Career Services goes online


By N.L. Sweeney
Even as the COVID-19 pandemic continues, what has been a spring quarter like no other is coming to a close. 

As with every other graduation year, however, students are looking to start jobs despite disruptions to regular life — and the staff in the University of Washington Bothell’s Career Services is working to provide any additional assistance needed. 

As UW Bothell shifted to a remote learning environment earlier this academic year, the Career Services team shifted to a virtual platform, increased tracking of evolving employment trends and focused on how best to get the latest information and advice to students. 

“We understand that a lot of students are nervous about what the job search looks like post COVID-19,” said Rafael Delgado, the assistant director. “We are here to help calm some of those fears and give students the confidence to find the opportunities that are out there.” 

Virtual services 

Kim Wilson

Kim Wilson

While Career Services has long had an online forum where students can, among other things, get feedback on resumes, this quarter was the first time the team has gone completely virtual with all their services.  
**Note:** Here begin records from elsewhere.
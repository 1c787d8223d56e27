//! Plan command - Show what `gen` would do without touching any files

use std::path::PathBuf;

use anyhow::{Context, Result};
use clap::Args;
use gqlweave_core::{
    resolve_schema_hash, CommandEngine, LiteralPipeline, PipelineOptions, SourceOutcome,
};
use serde::Serialize;

use super::{load_context, plural, print_info, print_warning, select_sources};
use crate::GlobalOptions;

/// Arguments for the plan command
#[derive(Args, Debug)]
pub struct PlanArgs {
    /// Source files to inspect (defaults to the configured `sources`)
    paths: Vec<PathBuf>,

    /// Output as JSON
    #[arg(long)]
    json: bool,
}

/// Planned work for one source
#[derive(Debug, Clone, Serialize)]
pub struct SourcePlanView {
    /// Source path relative to the project directory
    pub source: String,
    /// Literals that need generation
    pub generate: Vec<LiteralView>,
    /// Literals already satisfied by the cache
    pub cached: Vec<LiteralView>,
    /// Cached fingerprints that would be pruned
    pub prune: Vec<String>,
}

/// One literal in the plan
#[derive(Debug, Clone, Serialize)]
pub struct LiteralView {
    pub hash: String,
    pub declaration: String,
}

impl From<&SourceOutcome> for SourcePlanView {
    fn from(outcome: &SourceOutcome) -> Self {
        let mut generate: Vec<LiteralView> = Vec::new();
        let mut cached: Vec<LiteralView> = Vec::new();
        for record in &outcome.records {
            let target = if record.skip {
                &mut cached
            } else {
                &mut generate
            };
            if target.iter().any(|l| l.hash == record.hash) {
                continue;
            }
            target.push(LiteralView {
                hash: record.hash.clone(),
                declaration: record.paths.declaration_rel_path.clone(),
            });
        }
        Self {
            source: outcome.source_rel_path.clone(),
            generate,
            cached,
            prune: outcome.stale.clone(),
        }
    }
}

/// Execute the plan command
pub async fn execute(args: PlanArgs, global: GlobalOptions) -> Result<()> {
    let ctx = load_context(&global)?;
    let sources = select_sources(&ctx, &args.paths)?;

    let schema_hash = resolve_schema_hash(&ctx)
        .await
        .context("Failed to hash schema")?;
    let engine = CommandEngine::from_config(&ctx.config().engine);

    let report = LiteralPipeline::new(&ctx, &engine, schema_hash)
        .with_options(PipelineOptions {
            dry_run: true,
            ..Default::default()
        })
        .run(&sources)
        .await
        .context("Failed to plan literal generation")?;

    let plans: Vec<SourcePlanView> = report.processed.iter().map(SourcePlanView::from).collect();

    if args.json {
        println!("{}", serde_json::to_string_pretty(&plans)?);
    } else {
        print_plans(&plans, global.quiet);
    }

    for failure in &report.failures {
        print_warning(&format!("{}: {}", failure.source_rel_path, failure.error));
    }
    if !report.is_success() {
        anyhow::bail!(
            "{} could not be scanned",
            plural(report.failures.len(), "source")
        );
    }

    Ok(())
}

fn print_plans(plans: &[SourcePlanView], quiet: bool) {
    if plans.is_empty() {
        print_info("No literals found.", quiet);
        return;
    }

    for plan in plans {
        println!("{}", plan.source);
        for literal in &plan.generate {
            println!("  + {}", literal.declaration);
        }
        for literal in &plan.cached {
            println!("  = {}", literal.declaration);
        }
        for hash in &plan.prune {
            println!("  - {}", hash);
        }
    }

    let generate: usize = plans.iter().map(|p| p.generate.len()).sum();
    let cached: usize = plans.iter().map(|p| p.cached.len()).sum();
    let prune: usize = plans.iter().map(|p| p.prune.len()).sum();
    print_info(
        &format!(
            "\n{} to generate, {} cached, {} to prune",
            plural(generate, "literal"),
            cached,
            prune
        ),
        quiet,
    );
}
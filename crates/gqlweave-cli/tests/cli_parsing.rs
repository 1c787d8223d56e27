//! CLI parsing tests for the gqlweave command
//!
//! Tests that verify CLI argument parsing works correctly.

use assert_cmd::Command;
use predicates::prelude::*;
use tempfile::TempDir;

/// Get a Command for the gqlweave binary
#[allow(deprecated)]
fn gqlweave() -> Command {
    Command::cargo_bin("gqlweave").expect("Failed to find gqlweave binary")
}

// ============================================================================
// Help and Version Tests
// ============================================================================

#[test]
fn test_help_shows_all_commands() {
    gqlweave()
        .arg("--help")
        .assert()
        .success()
        .stdout(predicate::str::contains("gen"))
        .stdout(predicate::str::contains("plan"))
        .stdout(predicate::str::contains("clean"));
}

#[test]
fn test_version_flag() {
    gqlweave()
        .arg("--version")
        .assert()
        .success()
        .stdout(predicate::str::contains("gqlweave"));
}

#[test]
fn test_global_options_in_help() {
    gqlweave()
        .arg("--help")
        .assert()
        .success()
        .stdout(predicate::str::contains("--cwd"))
        .stdout(predicate::str::contains("--config"))
        .stdout(predicate::str::contains("--verbose"))
        .stdout(predicate::str::contains("--quiet"));
}

// ============================================================================
// Subcommand Tests
// ============================================================================

#[test]
fn test_gen_help() {
    gqlweave()
        .args(["gen", "--help"])
        .assert()
        .success()
        .stdout(predicate::str::contains("--out-dir"))
        .stdout(predicate::str::contains("--no-entrypoint"))
        .stdout(predicate::str::contains("[PATHS]"));
}

#[test]
fn test_plan_help() {
    gqlweave()
        .args(["plan", "--help"])
        .assert()
        .success()
        .stdout(predicate::str::contains("--json"));
}

#[test]
fn test_clean_help() {
    gqlweave()
        .args(["clean", "--help"])
        .assert()
        .success()
        .stdout(predicate::str::contains("--dry-run"));
}

#[test]
fn test_unknown_command_fails() {
    gqlweave()
        .arg("compile")
        .assert()
        .failure()
        .stderr(predicate::str::contains("unrecognized subcommand"));
}

#[test]
fn test_missing_subcommand_fails() {
    gqlweave().assert().failure();
}

// ============================================================================
// Configuration Errors
// ============================================================================

#[test]
fn test_missing_config_fails() {
    let temp = TempDir::new().unwrap();
    gqlweave()
        .args(["--quiet", "gen"])
        .current_dir(temp.path())
        .env_remove("GQLWEAVE_CWD")
        .env_remove("GQLWEAVE_CONFIG")
        .assert()
        .failure()
        .stderr(predicate::str::contains("Failed to load configuration"));
}

#[test]
fn test_missing_cwd_fails() {
    gqlweave()
        .args(["--cwd", "/definitely/not/a/project", "plan"])
        .assert()
        .failure()
        .stderr(predicate::str::contains("Project directory not found"));
}
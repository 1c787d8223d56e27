//! Configuration error types.

use std::path::PathBuf;
use thiserror::Error;

/// Errors that can occur during configuration loading.
#[derive(Error, Debug)]
pub enum ConfigError {
    /// Configuration file does not exist
    #[error("config file not found at '{path}'")]
    NotFound { path: PathBuf },

    /// Failed to read configuration file
    #[error("failed to read config file '{path}': {source}")]
    ReadFile {
        path: PathBuf,
        #[source]
        source: std::io::Error,
    },

    /// Failed to parse TOML configuration
    #[error("failed to parse config file '{path}': {source}")]
    ParseToml {
        path: PathBuf,
        #[source]
        source: toml::de::Error,
    },

    /// Failed to serialize configuration
    #[error("failed to serialize config: {0}")]
    Serialize(#[from] toml::ser::Error),

    /// Invalid configuration value
    #[error("invalid configuration value for '{key}': {message}")]
    InvalidValue { key: String, message: String },

    /// Configuration validation error
    #[error("configuration validation failed: {0}")]
    ValidationError(String),
}

impl ConfigError {
    /// Create a new NotFound error.
    pub fn not_found(path: impl Into<PathBuf>) -> Self {
        Self::NotFound { path: path.into() }
    }

    /// Create a new ReadFile error.
    pub fn read_file(path: impl Into<PathBuf>, source: std::io::Error) -> Self {
        Self::ReadFile {
            path: path.into(),
            source,
        }
    }

    /// Create a new ParseToml error.
    pub fn parse_toml(path: impl Into<PathBuf>, source: toml::de::Error) -> Self {
        Self::ParseToml {
            path: path.into(),
            source,
        }
    }

    /// Create a new InvalidValue error.
    pub fn invalid_value(key: impl Into<String>, message: impl Into<String>) -> Self {
        Self::InvalidValue {
            key: key.into(),
            message: message.into(),
        }
    }
}
//! Clean command - Remove generated artifacts and the literal cache
//!
//! Removes:
//! - the cache directory (typed modules and `literals.json`)
//! - generated declarations under the entrypoint directory
//! - the combined declaration entrypoint

use std::path::{Path, PathBuf};

use anyhow::{Context, Result};
use clap::Args;
use serde::Serialize;

use super::{load_context, print_info};
use crate::GlobalOptions;

/// Arguments for the clean command
#[derive(Args, Debug)]
pub struct CleanArgs {
    /// Show what would be deleted without actually deleting
    #[arg(long, short = 'n')]
    dry_run: bool,

    /// Output as JSON
    #[arg(long)]
    json: bool,
}

/// Result of the clean operation
#[derive(Debug, Clone, Serialize)]
pub struct CleanResult {
    /// Whether this was a dry run
    pub dry_run: bool,
    /// Paths that were (or would be) removed
    pub removed: Vec<RemovedPath>,
}

/// One removed path
#[derive(Debug, Clone, Serialize)]
pub struct RemovedPath {
    pub path: String,
    /// Size of deleted data in bytes
    pub size_bytes: u64,
}

/// Execute the clean command
pub async fn execute(args: CleanArgs, global: GlobalOptions) -> Result<()> {
    let ctx = load_context(&global)?;

    let targets: Vec<PathBuf> = vec![
        ctx.cache_full_dir().to_path_buf(),
        ctx.dts_full_dir().join(ctx.types_root_dir()),
        ctx.dts_entrypoint_full_path(),
    ];

    let mut result = CleanResult {
        dry_run: args.dry_run,
        removed: Vec::new(),
    };

    for target in targets.iter().filter(|t| t.exists()) {
        let size_bytes = dir_size(target)?;
        if !args.dry_run {
            remove_path(target)
                .await
                .with_context(|| format!("Failed to remove {}", target.display()))?;
        }
        let path = target
            .strip_prefix(ctx.cwd())
            .unwrap_or(target)
            .display()
            .to_string();
        result.removed.push(RemovedPath { path, size_bytes });
    }

    if args.json {
        println!("{}", serde_json::to_string_pretty(&result)?);
    } else {
        print_clean_result(&result, global.quiet);
    }

    Ok(())
}

async fn remove_path(path: &Path) -> std::io::Result<()> {
    if path.is_dir() {
        tokio::fs::remove_dir_all(path).await
    } else {
        tokio::fs::remove_file(path).await
    }
}

fn print_clean_result(result: &CleanResult, quiet: bool) {
    if result.removed.is_empty() {
        print_info("Nothing to clean.", quiet);
        return;
    }

    let verb = if result.dry_run { "Would remove" } else { "Removed" };
    for removed in &result.removed {
        print_info(
            &format!("{} {} ({})", verb, removed.path, format_size(removed.size_bytes)),
            quiet,
        );
    }
}

/// Calculate total size of a file or directory
fn dir_size(path: &Path) -> Result<u64> {
    if path.is_file() {
        return Ok(std::fs::metadata(path)
            .context("Failed to get file metadata")?
            .len());
    }

    let total = walkdir::WalkDir::new(path)
        .into_iter()
        .filter_map(|e| e.ok())
        .filter(|e| e.file_type().is_file())
        .map(|e| e.metadata().map(|m| m.len()).unwrap_or(0))
        .sum();
    Ok(total)
}

/// Format a size in bytes as a human-readable string
fn format_size(bytes: u64) -> String {
    const KB: u64 = 1024;
    const MB: u64 = KB * 1024;

    if bytes >= MB {
        format!("{:.2} MB", bytes as f64 / MB as f64)
    } else if bytes >= KB {
        format!("{:.2} KB", bytes as f64 / KB as f64)
    } else {
        format!("{} bytes", bytes)
    }
}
“When we started remote operations, our primary goal was to create a platform for students to access our services,” said Delgado. “Since our remote transition, we have also offered a synchronous career exploration course, which I teach with Kim Wilson, the director of Career Services.” 

In addition to the new virtual course, Career Services’ online offerings include one-to-one virtual meetings with students, a platform for revising resumes, mock interviews, drop-in hours for meetings and guest lectures in online classes. Career Services also has access to other online platforms including Handshake, a free recruiting platform where students and alumni can find internships, jobs and volunteer opportunities. 

Driving all these services is the goal of helping students hone their skills in online interviews and networking. 

“With many companies doing Zoom interviews, our students have had a lot of questions,” said Delgado. “‘Where do I look’ or ‘How do I present myself or my space?’ 

“Our hope is to help guide students through these questions.” 

Virtual networking 

Rafael Delgado

Rafael Delgado

One of the most common questions Delgado receives is where to find jobs these days. 

“The global pandemic has definitely shifted the way the job market looks,” he said. “Fewer jobs have been posted, and more industry professionals are applying for entry-level positions. Our hope is to help students recognize the opportunities that are still available.” 

On May 13, Career Services brought the opportunities to students in the UW’s first-ever Tri-Campus Virtual Job & Internship Fair. Wilson and Susan Vinson, the employer relations manager for Career Services, helped coordinate the event with leaders across the three campuses. 

The event attracted more than 1,300 students to learn more about 88 employers who set up digital “booths.” These virtual spaces featured videos and resources about company culture, values and careers. Students also could enter chat rooms and speak with representatives about employment opportunities. 

According to Wilson, the team’s transition to virtual was not just designed to serve  continuing and graduating students but also external partners and employers. “In addition to offering students a chance to pursue these connections, we wanted to make sure employers, too, felt like they had the opportunity to connect with our students.” 

Looking ahead 

For many students entering the professional world or shifting their career development plans, the new environment can be daunting. 

“It can be really hard to have a positive outlook right now,” said Delgado. “A lot of students are finding it hard to focus on what their careers might look like, but if there is anything we want to emphasize, it is that employers are still hiring.” 

All of the 88 employers at the job fair were hiring, and Delgado and Wilson both say there are many more potential employers in the region looking to hire. 

“While that first job may not be your dream job, you are taking the steps to get where you want to go,” said Wilson. “There are always steps to take to get where you want to be in life — and right now there are a lot of opportunities for taking that first one. 

“We are here to provide resources so that students can be successful moving forward.”